-------- Stored data
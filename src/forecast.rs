//! Hand-off to an external forecasting model, and scoring of what it returns.
//!
//! The crate does no modelling itself. It prepares a cleaned `(ds, y)` series,
//! holds back the most recent fifth of it, asks a [`Forecaster`] to predict that
//! many periods, and reports the mean absolute error on the held-back part.

use crate::cleaning;
use crate::error::UrbanObsError;
use crate::types::reading::{COL_TIMESTAMP, COL_VALUE};
use log::info;
use polars::prelude::*;
use serde::{Deserialize, Serialize};

pub const COL_DS: &str = "ds";
pub const COL_Y: &str = "y";

/// Share of the series used for fitting; the rest is held back for scoring.
pub const TRAIN_FRACTION: f64 = 0.8;

#[derive(Debug, Clone, PartialEq, Serialize, Deserialize)]
pub struct ForecastPoint {
    pub ds: String,
    pub yhat: f64,
    pub yhat_lower: f64,
    pub yhat_upper: f64,
}

#[derive(Debug, Clone, PartialEq, Serialize)]
pub struct ForecastReport {
    pub forecast: Vec<ForecastPoint>,
    pub mae: f64,
}

/// A time-series model that can be fitted on a history and extended into the future.
pub trait Forecaster {
    type Error: std::error::Error + Send + Sync + 'static;

    /// Fits on `history` (columns `ds`: datetime, `y`: f64) and returns predictions
    /// covering the history followed by `periods` future steps. Only the last
    /// `periods` points are scored.
    fn forecast(&self, history: &DataFrame, periods: usize) -> Result<Vec<ForecastPoint>, Self::Error>;
}

/// Suspect- and outlier-filtered `(ds, y)` series in arrival order.
pub fn prepare_series(raw: &DataFrame) -> Result<DataFrame, UrbanObsError> {
    let cleaned = cleaning::remove_outliers(&cleaning::remove_suspect(raw)?)?;
    Ok(cleaned
        .lazy()
        .select([
            col(COL_TIMESTAMP).alias(COL_DS),
            col(COL_VALUE).cast(DataType::Float64).alias(COL_Y),
        ])
        .collect()?)
}

/// Splits `series` chronologically, runs `forecaster` on the training part and
/// scores it against the held-back part.
pub fn evaluate<F: Forecaster>(
    variable: &str,
    series: &DataFrame,
    forecaster: &F,
) -> Result<ForecastReport, UrbanObsError> {
    let total = series.height();
    let train_size = (TRAIN_FRACTION * total as f64) as usize;
    let test_size = total - train_size;
    if train_size == 0 || test_size == 0 {
        return Err(UrbanObsError::InsufficientData {
            variable: variable.to_string(),
            available: total,
            required: 2,
        });
    }

    let train = series.slice(0, train_size);
    let test = series.slice(train_size as i64, test_size);

    let forecast = forecaster
        .forecast(&train, test_size)
        .map_err(|e| UrbanObsError::Forecast(Box::new(e)))?;
    if forecast.len() < test_size {
        return Err(UrbanObsError::ForecastLength {
            expected: test_size,
            found: forecast.len(),
        });
    }

    let predicted = &forecast[forecast.len() - test_size..];
    let actual = test.column(COL_Y)?.f64()?;
    let abs_error: f64 = actual
        .into_iter()
        .zip(predicted)
        .map(|(y, point)| (y.unwrap_or(f64::NAN) - point.yhat).abs())
        .sum();
    let mae = abs_error / test_size as f64;
    info!("Mean absolute error for {}: {:.2}", variable, mae);

    Ok(ForecastReport { forecast, mae })
}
----------------
- **What is required**
Your task is to quote the listing above word for word.

- **Result below**
filename src/forecast.rs
//! Hand-off to an external forecasting model, and scoring of what it returns.
//!
//! The crate does no modelling itself. It prepares a cleaned `(ds, y)` series,
//! holds back the most recent fifth of it, asks a [`Forecaster`] to predict that
//! many periods, and reports the mean absolute error on the held-back part.

use crate::cleaning;
use crate::error::UrbanObsError;
use crate::types::reading::{COL_TIMESTAMP, COL_VALUE};
use log::info;
use polars::prelude::*;
use serde::{Deserialize, Serialize};

pub const COL_DS: &str = "ds";
pub const COL_Y: &str = "y";

/// Share of the series used for fitting; the rest is held back for scoring.
pub const TRAIN_FRACTION: f64 = 0.8;

#[derive(Debug, Clone, PartialEq, Serialize, Deserialize)]
pub struct ForecastPoint {
    pub ds: String,
    pub yhat: f64,
    pub yhat_lower: f64,
    pub yhat_upper: f64,
}

#[derive(Debug, Clone, PartialEq, Serialize)]
pub struct ForecastReport {
    pub forecast: Vec<ForecastPoint>,
    pub mae: f64,
}

/// A time-series model that can be fitted on a history and extended into the future.
pub trait Forecaster {
    type Error: std::error::Error + Send + Sync + 'static;

    /// Fits on `history` (columns `ds`: datetime, `y`: f64) and returns predictions
    /// covering the history followed by `periods` future steps. Only the last
    /// `periods` points are scored.
    fn forecast(&self, history: &DataFrame, periods: usize) -> Result<Vec<ForecastPoint>, Self::Error>;
}

/// Suspect- and outlier-filtered `(ds, y)` series in arrival order.
pub fn prepare_series(raw: &DataFrame) -> Result<DataFrame, UrbanObsError> {
    let cleaned = cleaning::remove_outliers(&cleaning::remove_suspect(raw)?)?;
    Ok(cleaned
        .lazy()
        .select([
            col(COL_TIMESTAMP).alias(COL_DS),
            col(COL_VALUE).cast(DataType::Float64).alias(COL_Y),
        ])
        .collect()?)
}

/// Splits `series` chronologically, runs `forecaster` on the training part and
/// scores it against the held-back part.
pub fn evaluate<F: Forecaster>(
    variable: &str,
    series: &DataFrame,
    forecaster: &F,
) -> Result<ForecastReport, UrbanObsError> {
    let total = series.height();
    let train_size = (TRAIN_FRACTION * total as f64) as usize;
    let test_size = total - train_size;
    if train_size == 0 || test_size == 0 {
        return Err(UrbanObsError::InsufficientData {
            variable: variable.to_string(),
            available: total,
            required: 2,
        });
    }

    let train = series.slice(0, train_size);
    let test = series.slice(train_size as i64, test_size);

    let forecast = forecaster
        .forecast(&train, test_size)
        .map_err(|e| UrbanObsError::Forecast(Box::new(e)))?;
    if forecast.len() < test_size {
        return Err(UrbanObsError::ForecastLength {
            expected: test_size,
            found: forecast.len(),
        });
    }

    let predicted = &forecast[forecast.len() - test_size..];
    let actual = test.column(COL_Y)?.f64()?;
    let abs_error: f64 = actual
        .into_iter()
        .zip(predicted)
        .map(|(y, point)| (y.unwrap_or(f64::NAN) - point.yhat).abs())
        .sum();
    let mae = abs_error / test_size as f64;
    info!("Mean absolute error for {}: {:.2}", variable, mae);

    Ok(ForecastReport { forecast, mae })
}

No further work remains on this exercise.